PROBLEM REQUIREMENTS ▸
Where "ServiceUnavailable" appears in a line of the entries below, that line should be copied.

[Collected data]
::::::

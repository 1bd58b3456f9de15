//! Query string and body encoding

use super::types::RequestOptions;
use crate::error::{Error, Result};
use crate::types::{HttpMethod, JsonValue};
use url::form_urlencoded;

/// Encode options as an `application/x-www-form-urlencoded` query string
///
/// Returns an empty string for absent or empty options.
pub fn encode_query(options: Option<&RequestOptions>) -> String {
    let Some(options) = options else {
        return String::new();
    };

    let mut serializer = form_urlencoded::Serializer::new(String::new());
    for (key, value) in options.pairs() {
        serializer.append_pair(&key, &value);
    }
    serializer.finish()
}

/// Strategy for turning a payload into a request body
pub trait PayloadEncoder: Send + Sync + std::fmt::Debug {
    /// Serialize the payload
    fn encode(&self, data: &JsonValue) -> Result<String>;
}

/// Plain JSON serialization
#[derive(Debug, Clone, Copy, Default)]
pub struct JsonPayload;

impl PayloadEncoder for JsonPayload {
    fn encode(&self, data: &JsonValue) -> Result<String> {
        Ok(serde_json::to_string(data)?)
    }
}

/// JSON serialization that first parses payloads given as JSON strings
///
/// Lets callers holding pre-serialized JSON pass it through without it being
/// sent as a quoted string.
#[derive(Debug, Clone, Copy, Default)]
pub struct NormalizedJson;

impl NormalizedJson {
    /// Parse a JSON string payload; other payloads are returned unchanged
    pub fn normalize(data: &JsonValue) -> Result<JsonValue> {
        match data {
            JsonValue::String(raw) => serde_json::from_str(raw)
                .map_err(|e| Error::encoding(format!("payload string is not valid JSON: {e}"))),
            other => Ok(other.clone()),
        }
    }
}

impl PayloadEncoder for NormalizedJson {
    fn encode(&self, data: &JsonValue) -> Result<String> {
        Ok(serde_json::to_string(&Self::normalize(data)?)?)
    }
}

/// Wraps the normalized payload as `{"data": ...}` unless it already is
#[derive(Debug, Clone, Copy, Default)]
pub struct DataEnvelope;

impl DataEnvelope {
    /// Normalize and wrap the payload without serializing it
    pub fn wrap(data: &JsonValue) -> Result<JsonValue> {
        let value = NormalizedJson::normalize(data)?;
        match &value {
            JsonValue::Object(map) if map.contains_key("data") => Ok(value),
            _ => Ok(serde_json::json!({ "data": value })),
        }
    }
}

impl PayloadEncoder for DataEnvelope {
    fn encode(&self, data: &JsonValue) -> Result<String> {
        Ok(serde_json::to_string(&Self::wrap(data)?)?)
    }
}

/// Encode the body for a request
///
/// GET and DELETE never carry a body, whatever `data` holds.
pub fn encode_body(
    method: HttpMethod,
    data: Option<&JsonValue>,
    encoder: &dyn PayloadEncoder,
) -> Result<Option<String>> {
    if !method.carries_body() {
        return Ok(None);
    }
    data.map(|d| encoder.encode(d)).transpose()
}
use super::{segment, PubClient};
use crate::error::Result;
use crate::options::RequestOptions;
use crate::types::ApiResponse;

impl PubClient {
    /// Get a collection of products
    pub async fn get_products(&self, options: Option<&RequestOptions>) -> Result<ApiResponse> {
        self.client.get("/ecommerce/products", options).await
    }

    /// Get a product by slug
    pub async fn get_product(
        &self,
        slug: &str,
        options: Option<&RequestOptions>,
    ) -> Result<ApiResponse> {
        let path = format!("/ecommerce/products/{}", segment(slug));
        self.client.get(&path, options).await
    }

    /// Get a collection of product brands
    pub async fn get_product_brands(
        &self,
        options: Option<&RequestOptions>,
    ) -> Result<ApiResponse> {
        self.client.get("/ecommerce/product-brands", options).await
    }

    /// Get a product brand by slug
    pub async fn get_product_brand(
        &self,
        slug: &str,
        options: Option<&RequestOptions>,
    ) -> Result<ApiResponse> {
        let path = format!("/ecommerce/product-brands/{}", segment(slug));
        self.client.get(&path, options).await
    }

    /// Get a collection of SKUs
    pub async fn get_skus(&self, options: Option<&RequestOptions>) -> Result<ApiResponse> {
        self.client.get("/ecommerce/skus", options).await
    }

    /// Get a SKU by slug
    pub async fn get_sku(
        &self,
        slug: &str,
        options: Option<&RequestOptions>,
    ) -> Result<ApiResponse> {
        let path = format!("/ecommerce/skus/{}", segment(slug));
        self.client.get(&path, options).await
    }
}
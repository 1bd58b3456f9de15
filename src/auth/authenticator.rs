//! Authenticator implementation
//!
//! Applies the configured credentials to outgoing requests.

use crate::config::{ApiKeyPlacement, ClientConfig, TokenPlacement};
use reqwest::RequestBuilder;

/// Authenticator handles applying credentials to HTTP requests
#[derive(Clone)]
pub struct Authenticator {
    api_key: String,
    api_key_placement: ApiKeyPlacement,
    token: Option<String>,
    token_placement: TokenPlacement,
}

impl Authenticator {
    /// Create an authenticator from a validated config
    pub fn from_config(config: &ClientConfig) -> Self {
        Self {
            api_key: config.api_key().to_string(),
            api_key_placement: config.api_key_placement().clone(),
            token: config.auth_token().map(str::to_string),
            token_placement: config.token_placement().clone(),
        }
    }

    /// Whether a session or contact token is attached
    pub fn has_token(&self) -> bool {
        self.token.is_some()
    }

    /// Apply authentication to a request builder
    pub fn apply(&self, req: RequestBuilder) -> RequestBuilder {
        let req = match &self.api_key_placement {
            ApiKeyPlacement::Header(name) => req.header(name.as_str(), self.api_key.as_str()),
            ApiKeyPlacement::Query(param) => req.query(&[(param.as_str(), self.api_key.as_str())]),
        };

        match (&self.token, &self.token_placement) {
            (None, _) => req,
            (Some(token), TokenPlacement::Bearer) => req.bearer_auth(token),
            (Some(token), TokenPlacement::Header(name)) => req.header(name.as_str(), token.as_str()),
        }
    }
}

impl std::fmt::Debug for Authenticator {
    fn fmt(&self, f: &mut std::fmt::Formatter<'_>) -> std::fmt::Result {
        f.debug_struct("Authenticator")
            .field("api_key_placement", &self.api_key_placement)
            .field("has_token", &self.token.is_some())
            .field("token_placement", &self.token_placement)
            .finish_non_exhaustive()
    }
}
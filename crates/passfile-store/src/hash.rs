//! Password hashing.
//!
//! The store never sees a plaintext password at rest: the record value is a
//! self-describing hash token produced here. The default scheme is
//! PBKDF2-HMAC-SHA256 via `ring`, with tokens stored as
//! `base64(salt):base64(hash)` so verification needs nothing beyond the
//! token itself.
//!
//! # Security Notes
//!
//! - PBKDF2 iteration count is set to 600,000 as recommended by OWASP
//!   (2023) for HMAC-SHA256.
//! - Salts are generated fresh per `create` from `ring`'s `SystemRandom`,
//!   so hashing the same password twice yields different tokens.

use base64::Engine;
use base64::engine::general_purpose::STANDARD as BASE64;
use ring::pbkdf2;
use ring::rand::{SecureRandom, SystemRandom};

use crate::error::{StoreError, StoreResult};

/// Length of the PBKDF2 salt in bytes.
pub const SALT_LEN: usize = 32;

/// Length of the derived key in bytes.
pub const KEY_LEN: usize = 32;

/// PBKDF2-HMAC-SHA256 with 600,000 iterations (OWASP 2023).
const PBKDF2_ITERATIONS: u32 = 600_000;

/// PBKDF2 algorithm.
static PBKDF2_ALG: pbkdf2::Algorithm = pbkdf2::PBKDF2_HMAC_SHA256;

/// One-way password hashing with verification.
///
/// The hash token self-describes whatever salt/parameters verification
/// needs: the salt is embedded in the token, never passed to [`verify`].
///
/// [`verify`]: Hasher::verify
pub trait Hasher {
    /// Produce fresh random salt material for one `encode` call.
    fn generate_salt(&self) -> StoreResult<Vec<u8>>;

    /// Hash `password` with the given salt into a storable token.
    fn encode(&self, password: &str, salt: &[u8]) -> StoreResult<String>;

    /// Check `password` against a stored hash token.
    ///
    /// A wrong password is `Ok(false)`. A token that is structurally
    /// broken (missing separator, bad base64) is
    /// [`StoreError::InvalidHashToken`] (corruption, not a mismatch).
    fn verify(&self, hash_token: &str, password: &str) -> StoreResult<bool>;
}

/// PBKDF2-HMAC-SHA256 hasher, the default scheme.
#[derive(Debug, Clone, Copy, Default)]
pub struct Pbkdf2Hasher;

impl Hasher for Pbkdf2Hasher {
    fn generate_salt(&self) -> StoreResult<Vec<u8>> {
        let rng = SystemRandom::new();
        let mut salt = vec![0u8; SALT_LEN];
        rng.fill(&mut salt).map_err(|_| StoreError::HashingFailed {
            reason: "failed to generate random salt".into(),
        })?;
        Ok(salt)
    }

    fn encode(&self, password: &str, salt: &[u8]) -> StoreResult<String> {
        if salt.is_empty() {
            return Err(StoreError::HashingFailed {
                reason: "salt must not be empty".into(),
            });
        }

        let mut hash = [0u8; KEY_LEN];
        let iterations =
            std::num::NonZeroU32::new(PBKDF2_ITERATIONS).expect("PBKDF2_ITERATIONS is non-zero");
        pbkdf2::derive(PBKDF2_ALG, iterations, salt, password.as_bytes(), &mut hash);

        Ok(format!("{}:{}", BASE64.encode(salt), BASE64.encode(hash)))
    }

    fn verify(&self, hash_token: &str, password: &str) -> StoreResult<bool> {
        let (salt_part, hash_part) =
            hash_token
                .split_once(':')
                .ok_or_else(|| StoreError::InvalidHashToken {
                    reason: "missing ':' between salt and hash".into(),
                })?;

        let salt = BASE64
            .decode(salt_part)
            .map_err(|e| StoreError::InvalidHashToken {
                reason: format!("invalid salt encoding: {e}"),
            })?;
        let expected_hash = BASE64
            .decode(hash_part)
            .map_err(|e| StoreError::InvalidHashToken {
                reason: format!("invalid hash encoding: {e}"),
            })?;

        let iterations =
            std::num::NonZeroU32::new(PBKDF2_ITERATIONS).expect("PBKDF2_ITERATIONS is non-zero");

        Ok(pbkdf2::verify(
            PBKDF2_ALG,
            iterations,
            &salt,
            password.as_bytes(),
            &expected_hash,
        )
        .is_ok())
    }
}

// ── tests ────────────────────────────────────────────────────────────

#[cfg(test)]
mod tests {
    use super::*;

    #[test]
    fn encode_then_verify_round_trips() {
        let hasher = Pbkdf2Hasher;
        let salt = hasher.generate_salt().unwrap();
        let token = hasher.encode("secret1", &salt).unwrap();

        assert!(hasher.verify(&token, "secret1").unwrap());
        assert!(!hasher.verify(&token, "secret2").unwrap());
    }

    #[test]
    fn same_password_different_salt_yields_different_tokens() {
        let hasher = Pbkdf2Hasher;
        let token1 = hasher
            .encode("same-password", &hasher.generate_salt().unwrap())
            .unwrap();
        let token2 = hasher
            .encode("same-password", &hasher.generate_salt().unwrap())
            .unwrap();

        assert_ne!(token1, token2, "tokens should differ due to random salt");
        assert!(hasher.verify(&token1, "same-password").unwrap());
        assert!(hasher.verify(&token2, "same-password").unwrap());
    }

    #[test]
    fn token_embeds_salt_and_hash() {
        let hasher = Pbkdf2Hasher;
        let salt = hasher.generate_salt().unwrap();
        assert_eq!(salt.len(), SALT_LEN);

        let token = hasher.encode("pw", &salt).unwrap();
        let (salt_part, hash_part) = token.split_once(':').unwrap();
        assert_eq!(BASE64.decode(salt_part).unwrap(), salt);
        assert_eq!(BASE64.decode(hash_part).unwrap().len(), KEY_LEN);
    }

    #[test]
    fn verify_rejects_malformed_token() {
        let hasher = Pbkdf2Hasher;

        let err = hasher.verify("no-separator", "pw").unwrap_err();
        assert!(matches!(err, StoreError::InvalidHashToken { .. }));

        let err = hasher.verify("!!!:???", "pw").unwrap_err();
        assert!(matches!(err, StoreError::InvalidHashToken { .. }));
    }

    #[test]
    fn empty_salt_rejected() {
        let err = Pbkdf2Hasher.encode("pw", &[]).unwrap_err();
        assert!(matches!(err, StoreError::HashingFailed { .. }));
    }
}
//! Store action names.
//!
//! The CLI's action argument maps onto this closed enumeration. Parsing is
//! case-insensitive and total: anything outside the five known tokens is
//! [`Action::Missing`], which callers must treat as a request-validation
//! failure and never dispatch.

use serde::{Deserialize, Serialize};

/// An operation requested against the store.
#[derive(Debug, Clone, Copy, PartialEq, Eq, Serialize, Deserialize)]
#[serde(rename_all = "lowercase")]
pub enum Action {
    /// Create a user, or overwrite an existing one (upsert).
    Create,
    /// Check a password against the stored hash.
    Verify,
    /// Remove a user's record.
    Delete,
    /// Alias of `Delete`.
    Remove,
    /// Print every stored username.
    List,
    /// Unrecognized action token.
    Missing,
}

impl Action {
    /// Parse an action token, case-insensitively.
    pub fn parse(s: &str) -> Self {
        match s.to_ascii_uppercase().as_str() {
            "CREATE" => Self::Create,
            "VERIFY" => Self::Verify,
            "DELETE" => Self::Delete,
            "REMOVE" => Self::Remove,
            "LIST" => Self::List,
            _ => Self::Missing,
        }
    }

    /// Canonical lowercase name.
    pub fn as_str(&self) -> &'static str {
        match self {
            Self::Create => "create",
            Self::Verify => "verify",
            Self::Delete => "delete",
            Self::Remove => "remove",
            Self::List => "list",
            Self::Missing => "missing",
        }
    }
}

impl std::fmt::Display for Action {
    fn fmt(&self, f: &mut std::fmt::Formatter<'_>) -> std::fmt::Result {
        f.write_str(self.as_str())
    }
}

// ── tests ────────────────────────────────────────────────────────────

#[cfg(test)]
mod tests {
    use super::*;

    #[test]
    fn parse_is_case_insensitive() {
        assert_eq!(Action::parse("CREATE"), Action::Create);
        assert_eq!(Action::parse("create"), Action::Create);
        assert_eq!(Action::parse("Verify"), Action::Verify);
        assert_eq!(Action::parse("dElEtE"), Action::Delete);
        assert_eq!(Action::parse("remove"), Action::Remove);
        assert_eq!(Action::parse("LIST"), Action::List);
    }

    #[test]
    fn unknown_tokens_map_to_missing() {
        assert_eq!(Action::parse(""), Action::Missing);
        assert_eq!(Action::parse("update"), Action::Missing);
        assert_eq!(Action::parse("creat"), Action::Missing);
        assert_eq!(Action::parse("list "), Action::Missing);
    }

    #[test]
    fn display_matches_canonical_name() {
        assert_eq!(Action::Create.to_string(), "create");
        assert_eq!(Action::Missing.to_string(), "missing");
    }
}
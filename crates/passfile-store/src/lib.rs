//! # passfile-store
//!
//! Flat-file credential store for passfile.
//!
//! Persists `username -> password-hash` pairs as a plain text file, one
//! `identity_token:hash_token` record per line, with a freshness-cached
//! load path keyed on the file's modification time. Built for simple
//! authentication (basic-auth style gateways) where a full identity
//! service is overkill.
//!
//! ## Architecture
//!
//! ```text
//! ┌─────────────────────────────────────────┐
//! │  PasswordStore (cache + operations)     │
//! ├─────────────────────────────────────────┤
//! │  records (parse / format)               │
//! ├─────────────────────────────────────────┤
//! │  Codec (base64)   Hasher (PBKDF2, ring) │
//! └─────────────────────────────────────────┘
//! ```
//!
//! ## Quick start
//!
//! ```ignore
//! use passfile_store::PasswordStore;
//!
//! let mut store = PasswordStore::new("users.passwd");
//! store.create_user("alice", "secret1")?;
//! assert!(store.verify_user("alice", "secret1")?);
//! ```
//!
//! Single-threaded and synchronous by design: every operation is a small,
//! bounded, blocking file read or rewrite. There is no cross-process
//! locking: concurrent writers race with last-rewrite-wins semantics,
//! and the only cross-process signal is the mtime comparison on load.

pub mod action;
pub mod codec;
pub mod error;
pub mod hash;
pub mod records;
pub mod store;

// ── re-exports ───────────────────────────────────────────────────────

pub use action::Action;
pub use codec::{Base64Codec, Codec};
pub use error::{StoreError, StoreResult};
pub use hash::{Hasher, Pbkdf2Hasher};
pub use store::PasswordStore;
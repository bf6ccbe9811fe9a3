//! Error types for the passfile-store crate.
//!
//! All store subsystems surface errors through [`StoreError`], which is the
//! single error type returned by every public API in this crate. A user
//! lookup miss is deliberately NOT an error: `verify` returns `false` and
//! `delete` is a no-op in that case.

use thiserror::Error;

/// Alias for `Result<T, StoreError>`.
pub type StoreResult<T> = Result<T, StoreError>;

/// Errors that can occur in the credential store.
#[derive(Debug, Error)]
pub enum StoreError {
    // -- Record errors ------------------------------------------------------
    /// A stored line has no `:` separator. Fatal for the whole load:
    /// silently dropping the line would lock out whoever it belonged to.
    #[error("malformed record at line {line}: missing ':' separator")]
    MalformedRecord { line: usize },

    /// An identity token could not be decoded back into a username.
    #[error("invalid identity token {token:?}: {reason}")]
    InvalidIdentityToken { token: String, reason: String },

    /// A stored hash token is not in the expected `salt:hash` layout.
    #[error("invalid hash token: {reason}")]
    InvalidHashToken { reason: String },

    // -- Crypto errors ------------------------------------------------------
    /// Salt generation failed (RNG unavailable).
    #[error("hashing failed: {reason}")]
    HashingFailed { reason: String },

    // -- Underlying errors --------------------------------------------------
    /// I/O error from the filesystem (read, rewrite, metadata query).
    #[error("io error: {0}")]
    Io(#[from] std::io::Error),
}
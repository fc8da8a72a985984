//! # Error Handling
//!
//! Service error types and how they're converted to HTTP responses.
//!
//! ## Mapping:
//! - Malformed input (bad base64, wrong sample rate, empty payload) → 400
//! - No suppressor loaded → 503, checked before the pipeline runs
//! - Contract violations inside the pipeline → 500 with the diagnostic detail
//!
//! Per-frame suppression failures never show up here; the pipeline absorbs
//! them with its pass-through fallback.

use crate::audio::PipelineError;
use actix_web::{HttpResponse, ResponseError};
use serde_json::json;
use std::fmt;

/// Custom error types for the application.
///
/// ## Usage Example:
/// ```ignore
/// return Err(AppError::BadRequest("Invalid base64".to_string()));
/// ```
#[derive(Debug)]
pub enum AppError {
    /// Internal server errors (pipeline contract violations, poisoned locks, etc.)
    Internal(String),

    /// Client sent invalid or malformed data
    BadRequest(String),

    /// User input failed validation rules
    ValidationError(String),

    /// A required capability (the noise suppressor) is not available
    ServiceUnavailable(String),
}

impl fmt::Display for AppError {
    fn fmt(&self, f: &mut fmt::Formatter<'_>) -> fmt::Result {
        match self {
            AppError::Internal(msg) => write!(f, "Internal error: {}", msg),
            AppError::BadRequest(msg) => write!(f, "Bad request: {}", msg),
            AppError::ValidationError(msg) => write!(f, "Validation error: {}", msg),
            AppError::ServiceUnavailable(msg) => write!(f, "Service unavailable: {}", msg),
        }
    }
}

/// Converts errors into JSON responses of the form:
///
/// ```json
/// {
///   "error": {
///     "type": "bad_request",
///     "message": "Invalid base64 audio payload: ...",
///     "timestamp": "2025-01-01T12:00:00Z"
///   }
/// }
/// ```
impl ResponseError for AppError {
    fn status_code(&self) -> actix_web::http::StatusCode {
        use actix_web::http::StatusCode;
        match self {
            AppError::Internal(_) => StatusCode::INTERNAL_SERVER_ERROR,
            AppError::BadRequest(_) | AppError::ValidationError(_) => StatusCode::BAD_REQUEST,
            AppError::ServiceUnavailable(_) => StatusCode::SERVICE_UNAVAILABLE,
        }
    }

    fn error_response(&self) -> HttpResponse {
        let (error_type, message) = match self {
            AppError::Internal(msg) => ("internal_error", msg),
            AppError::BadRequest(msg) => ("bad_request", msg),
            AppError::ValidationError(msg) => ("validation_error", msg),
            AppError::ServiceUnavailable(msg) => ("service_unavailable", msg),
        };

        HttpResponse::build(self.status_code()).json(json!({
            "error": {
                "type": error_type,
                "message": message,
                "timestamp": chrono::Utc::now().to_rfc3339()
            }
        }))
    }
}

/// JSON parsing errors are almost always the client's fault.
impl From<serde_json::Error> for AppError {
    fn from(err: serde_json::Error) -> Self {
        AppError::BadRequest(format!("JSON parsing error: {}", err))
    }
}

/// The transport wrapper around the audio did not decode.
impl From<base64::DecodeError> for AppError {
    fn from(err: base64::DecodeError) -> Self {
        AppError::BadRequest(format!("Invalid base64 audio payload: {}", err))
    }
}

/// Pipeline errors are contract violations, never bad client input.
impl From<PipelineError> for AppError {
    fn from(err: PipelineError) -> Self {
        AppError::Internal(format!("Audio cleaning failed: {}", err))
    }
}

/// The blocking pool went away or the closure panicked.
impl From<actix_web::error::BlockingError> for AppError {
    fn from(err: actix_web::error::BlockingError) -> Self {
        AppError::Internal(format!("Audio cleaning task failed: {}", err))
    }
}

pub type AppResult<T> = Result<T, AppError>;

#[cfg(test)]
mod tests {
    use super::*;
    use actix_web::http::StatusCode;
    use base64::Engine;

    #[test]
    fn test_status_codes() {
        assert_eq!(
            AppError::ServiceUnavailable("x".into()).status_code(),
            StatusCode::SERVICE_UNAVAILABLE
        );
        assert_eq!(AppError::BadRequest("x".into()).status_code(), StatusCode::BAD_REQUEST);
        assert_eq!(AppError::Internal("x".into()).status_code(), StatusCode::INTERNAL_SERVER_ERROR);
    }

    #[test]
    fn test_conversions() {
        let decode_err = base64::engine::general_purpose::STANDARD
            .decode("not base64!!")
            .unwrap_err();
        assert!(matches!(AppError::from(decode_err), AppError::BadRequest(_)));

        let pipeline_err = PipelineError::InvalidFrameLength(0);
        assert!(matches!(AppError::from(pipeline_err), AppError::Internal(_)));
    }
}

::::::

PROBLEM SOLUTION ▸
    ServiceUnavailable(String),
            AppError::ServiceUnavailable(msg) => write!(f, "Service unavailable: {}", msg),
            AppError::ServiceUnavailable(_) => StatusCode::SERVICE_UNAVAILABLE,
            AppError::ServiceUnavailable(msg) => ("service_unavailable", msg),
            AppError::ServiceUnavailable("x".into()).status_code(),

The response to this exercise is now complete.